▶ _Task description_
Pull out all lines from the listing below in which the word "ScopeNext" appears.

■ ■ ■

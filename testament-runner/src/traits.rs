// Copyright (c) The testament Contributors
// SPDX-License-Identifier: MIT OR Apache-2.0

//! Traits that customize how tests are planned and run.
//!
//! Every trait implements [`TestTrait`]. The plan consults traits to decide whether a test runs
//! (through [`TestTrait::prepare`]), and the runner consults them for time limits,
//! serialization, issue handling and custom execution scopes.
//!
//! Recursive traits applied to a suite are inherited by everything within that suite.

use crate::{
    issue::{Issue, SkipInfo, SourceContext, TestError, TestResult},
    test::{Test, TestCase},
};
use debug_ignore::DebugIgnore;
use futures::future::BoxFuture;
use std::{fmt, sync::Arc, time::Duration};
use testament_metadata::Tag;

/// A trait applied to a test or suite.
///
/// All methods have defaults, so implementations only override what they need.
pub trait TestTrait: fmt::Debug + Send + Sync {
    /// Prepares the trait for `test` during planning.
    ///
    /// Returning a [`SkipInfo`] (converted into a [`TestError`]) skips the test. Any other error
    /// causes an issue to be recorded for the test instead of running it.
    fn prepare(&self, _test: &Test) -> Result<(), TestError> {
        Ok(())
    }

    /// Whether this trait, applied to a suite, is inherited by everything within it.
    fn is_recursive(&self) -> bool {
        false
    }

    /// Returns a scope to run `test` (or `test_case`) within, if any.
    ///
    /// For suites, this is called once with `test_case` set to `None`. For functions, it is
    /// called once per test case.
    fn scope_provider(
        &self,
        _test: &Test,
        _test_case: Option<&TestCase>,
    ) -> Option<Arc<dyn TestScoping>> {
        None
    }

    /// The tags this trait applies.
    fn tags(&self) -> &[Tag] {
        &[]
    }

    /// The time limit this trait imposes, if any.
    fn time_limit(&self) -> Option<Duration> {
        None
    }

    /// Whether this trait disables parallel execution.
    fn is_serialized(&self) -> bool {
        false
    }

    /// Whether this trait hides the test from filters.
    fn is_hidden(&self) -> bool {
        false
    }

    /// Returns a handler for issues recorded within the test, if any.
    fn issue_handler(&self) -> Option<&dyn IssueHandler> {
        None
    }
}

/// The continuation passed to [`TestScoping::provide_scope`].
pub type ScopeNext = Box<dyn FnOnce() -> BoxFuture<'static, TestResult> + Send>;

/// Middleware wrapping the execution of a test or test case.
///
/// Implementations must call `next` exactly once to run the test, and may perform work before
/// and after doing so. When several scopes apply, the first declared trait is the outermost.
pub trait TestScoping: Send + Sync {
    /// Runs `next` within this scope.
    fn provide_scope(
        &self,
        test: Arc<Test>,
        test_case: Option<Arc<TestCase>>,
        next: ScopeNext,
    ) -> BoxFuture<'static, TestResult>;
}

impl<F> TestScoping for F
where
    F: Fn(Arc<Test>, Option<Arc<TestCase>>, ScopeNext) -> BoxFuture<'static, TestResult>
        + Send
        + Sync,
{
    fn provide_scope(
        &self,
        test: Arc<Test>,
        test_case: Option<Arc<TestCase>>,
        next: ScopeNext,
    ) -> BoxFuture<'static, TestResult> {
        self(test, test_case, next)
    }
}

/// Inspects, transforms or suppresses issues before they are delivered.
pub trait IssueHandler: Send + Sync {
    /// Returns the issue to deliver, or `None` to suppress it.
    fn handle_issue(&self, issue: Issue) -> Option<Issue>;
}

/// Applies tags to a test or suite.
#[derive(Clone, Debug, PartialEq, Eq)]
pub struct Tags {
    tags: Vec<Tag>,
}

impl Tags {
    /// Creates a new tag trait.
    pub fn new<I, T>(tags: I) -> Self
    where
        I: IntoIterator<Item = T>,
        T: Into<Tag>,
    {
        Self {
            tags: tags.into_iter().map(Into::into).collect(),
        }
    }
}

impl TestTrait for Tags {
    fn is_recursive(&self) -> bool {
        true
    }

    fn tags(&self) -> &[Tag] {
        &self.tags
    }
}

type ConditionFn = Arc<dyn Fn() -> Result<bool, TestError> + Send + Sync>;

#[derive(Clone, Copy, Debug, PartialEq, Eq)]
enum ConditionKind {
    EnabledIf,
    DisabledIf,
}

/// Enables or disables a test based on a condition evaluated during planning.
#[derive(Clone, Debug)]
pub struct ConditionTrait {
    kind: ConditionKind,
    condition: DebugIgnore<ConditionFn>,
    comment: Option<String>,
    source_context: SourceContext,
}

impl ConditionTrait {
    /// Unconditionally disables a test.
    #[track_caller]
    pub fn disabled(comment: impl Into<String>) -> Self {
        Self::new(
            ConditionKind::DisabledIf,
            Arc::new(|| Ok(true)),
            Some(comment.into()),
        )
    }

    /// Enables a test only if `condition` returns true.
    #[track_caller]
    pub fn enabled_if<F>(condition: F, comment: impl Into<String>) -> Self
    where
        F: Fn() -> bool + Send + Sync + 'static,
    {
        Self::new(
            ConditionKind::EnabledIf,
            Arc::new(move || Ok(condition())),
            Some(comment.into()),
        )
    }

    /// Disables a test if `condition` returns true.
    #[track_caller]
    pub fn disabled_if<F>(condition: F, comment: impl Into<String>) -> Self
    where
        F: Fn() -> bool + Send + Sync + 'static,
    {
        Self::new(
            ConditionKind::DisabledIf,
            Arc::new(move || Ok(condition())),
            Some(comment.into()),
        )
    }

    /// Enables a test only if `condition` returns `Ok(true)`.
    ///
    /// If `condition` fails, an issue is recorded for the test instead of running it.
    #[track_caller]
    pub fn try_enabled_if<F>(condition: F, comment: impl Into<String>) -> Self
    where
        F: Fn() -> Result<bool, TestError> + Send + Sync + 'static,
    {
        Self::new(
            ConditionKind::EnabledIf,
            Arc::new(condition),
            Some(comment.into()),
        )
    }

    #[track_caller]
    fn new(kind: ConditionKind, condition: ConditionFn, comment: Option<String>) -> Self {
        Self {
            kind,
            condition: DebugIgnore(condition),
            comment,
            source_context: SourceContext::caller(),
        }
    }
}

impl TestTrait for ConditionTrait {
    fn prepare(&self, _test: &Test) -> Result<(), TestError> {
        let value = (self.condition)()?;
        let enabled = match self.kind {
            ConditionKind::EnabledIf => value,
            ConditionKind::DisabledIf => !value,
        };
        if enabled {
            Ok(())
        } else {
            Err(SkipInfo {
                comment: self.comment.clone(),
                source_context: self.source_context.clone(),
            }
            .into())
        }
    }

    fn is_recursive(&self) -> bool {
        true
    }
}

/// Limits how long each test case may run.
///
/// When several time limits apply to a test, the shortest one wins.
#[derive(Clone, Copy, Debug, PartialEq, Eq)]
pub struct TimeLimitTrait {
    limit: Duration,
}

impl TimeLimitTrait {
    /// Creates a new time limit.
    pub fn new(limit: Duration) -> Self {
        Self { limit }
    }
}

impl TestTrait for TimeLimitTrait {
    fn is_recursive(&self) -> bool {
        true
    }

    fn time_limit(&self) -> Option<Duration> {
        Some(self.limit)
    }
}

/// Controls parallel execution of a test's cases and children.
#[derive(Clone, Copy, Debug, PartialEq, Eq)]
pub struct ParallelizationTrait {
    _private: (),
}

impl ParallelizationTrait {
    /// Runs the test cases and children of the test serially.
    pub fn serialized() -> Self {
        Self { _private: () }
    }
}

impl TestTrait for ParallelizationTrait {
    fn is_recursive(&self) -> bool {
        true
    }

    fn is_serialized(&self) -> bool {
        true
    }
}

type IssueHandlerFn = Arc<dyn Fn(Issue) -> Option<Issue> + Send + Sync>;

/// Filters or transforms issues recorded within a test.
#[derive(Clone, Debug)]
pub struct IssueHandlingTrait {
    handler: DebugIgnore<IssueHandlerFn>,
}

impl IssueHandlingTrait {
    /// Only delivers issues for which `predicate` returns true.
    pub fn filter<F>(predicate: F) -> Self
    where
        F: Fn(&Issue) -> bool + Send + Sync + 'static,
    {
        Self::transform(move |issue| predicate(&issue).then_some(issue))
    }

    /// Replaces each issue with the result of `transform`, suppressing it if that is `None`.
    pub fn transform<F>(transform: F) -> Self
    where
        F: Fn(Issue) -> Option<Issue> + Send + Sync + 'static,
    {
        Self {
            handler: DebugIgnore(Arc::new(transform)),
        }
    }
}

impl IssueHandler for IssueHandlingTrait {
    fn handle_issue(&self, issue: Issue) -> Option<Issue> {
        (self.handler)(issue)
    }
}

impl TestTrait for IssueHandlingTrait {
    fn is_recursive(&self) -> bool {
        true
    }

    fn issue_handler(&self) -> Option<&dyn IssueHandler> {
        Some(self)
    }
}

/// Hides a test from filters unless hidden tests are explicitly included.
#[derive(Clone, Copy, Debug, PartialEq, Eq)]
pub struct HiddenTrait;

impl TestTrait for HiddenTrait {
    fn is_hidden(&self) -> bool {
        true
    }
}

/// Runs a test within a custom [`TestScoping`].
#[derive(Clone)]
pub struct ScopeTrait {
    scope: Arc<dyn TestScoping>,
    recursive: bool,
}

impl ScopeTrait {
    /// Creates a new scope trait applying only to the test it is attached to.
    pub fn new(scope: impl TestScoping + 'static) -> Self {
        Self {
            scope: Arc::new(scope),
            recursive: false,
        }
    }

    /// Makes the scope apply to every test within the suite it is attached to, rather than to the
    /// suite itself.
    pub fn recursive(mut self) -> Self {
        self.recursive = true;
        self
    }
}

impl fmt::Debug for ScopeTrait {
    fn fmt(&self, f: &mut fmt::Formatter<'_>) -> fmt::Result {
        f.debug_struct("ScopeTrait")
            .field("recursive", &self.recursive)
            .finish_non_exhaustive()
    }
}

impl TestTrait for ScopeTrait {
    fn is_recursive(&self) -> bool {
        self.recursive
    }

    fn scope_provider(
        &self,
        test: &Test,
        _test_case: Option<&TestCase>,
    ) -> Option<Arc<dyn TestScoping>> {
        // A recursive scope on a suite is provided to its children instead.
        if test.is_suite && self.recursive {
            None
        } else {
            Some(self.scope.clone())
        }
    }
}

■ ■ ■

▶ _Your response_
pub type ScopeNext = Box<dyn FnOnce() -> BoxFuture<'static, TestResult> + Send>;
        next: ScopeNext,
    F: Fn(Arc<Test>, Option<Arc<TestCase>>, ScopeNext) -> BoxFuture<'static, TestResult>
        next: ScopeNext,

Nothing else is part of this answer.